What to do » Exactly as they stand, set down the following records once more.

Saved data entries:
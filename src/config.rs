use std::net::SocketAddr;
use std::path::PathBuf;

use clap::Parser;

#[derive(Parser, Clone, Debug)]
pub struct Config {
    /// `development` drops the `Secure` flag from the session cookie
    #[clap(env, long, default_value = "production")]
    pub environment: String,

    #[clap(env, long, default_value = "127.0.0.1:3000")]
    pub listen_addr: SocketAddr,

    /// Comma separated list of origins allowed by CORS
    #[clap(env, long, default_value = "http://localhost:3000")]
    pub origin_urls: String,

    /// Endpoint of the base reservation service
    #[clap(env = "OVO_BASE_SERVICE", long)]
    pub base_service: String,

    /// Endpoint that exchanges access codes for tokens
    #[clap(env = "OVO_TOKEN_SERVICE", long)]
    pub token_service: String,

    /// Where users get an access code from
    #[clap(env, long)]
    pub reservation_channel: String,

    #[clap(env, long)]
    pub cookie_secret: String,

    #[clap(env, long, default_value_t = 60 * 30)]
    pub session_max_age_secs: i64,

    /// JSON file mapping continent names to their bases
    #[clap(env, long, default_value = "data/census.json")]
    pub census_path: PathBuf,
}

impl Config {
    pub fn secure_cookies(&self) -> bool {
        self.environment != "development"
    }

    pub fn origins(&self) -> impl Iterator<Item = &str> {
        self.origin_urls
            .split(',')
            .map(str::trim)
            .filter(|origin| !origin.is_empty())
    }
}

Solution for this exercise »
filename src/config.rs
use std::net::SocketAddr;
use std::path::PathBuf;

use clap::Parser;

#[derive(Parser, Clone, Debug)]
pub struct Config {
    /// `development` drops the `Secure` flag from the session cookie
    #[clap(env, long, default_value = "production")]
    pub environment: String,

    #[clap(env, long, default_value = "127.0.0.1:3000")]
    pub listen_addr: SocketAddr,

    /// Comma separated list of origins allowed by CORS
    #[clap(env, long, default_value = "http://localhost:3000")]
    pub origin_urls: String,

    /// Endpoint of the base reservation service
    #[clap(env = "OVO_BASE_SERVICE", long)]
    pub base_service: String,

    /// Endpoint that exchanges access codes for tokens
    #[clap(env = "OVO_TOKEN_SERVICE", long)]
    pub token_service: String,

    /// Where users get an access code from
    #[clap(env, long)]
    pub reservation_channel: String,

    #[clap(env, long)]
    pub cookie_secret: String,

    #[clap(env, long, default_value_t = 60 * 30)]
    pub session_max_age_secs: i64,

    /// JSON file mapping continent names to their bases
    #[clap(env, long, default_value = "data/census.json")]
    pub census_path: PathBuf,
}

impl Config {
    pub fn secure_cookies(&self) -> bool {
        self.environment != "development"
    }

    pub fn origins(&self) -> impl Iterator<Item = &str> {
        self.origin_urls
            .split(',')
            .map(str::trim)
            .filter(|origin| !origin.is_empty())
    }
}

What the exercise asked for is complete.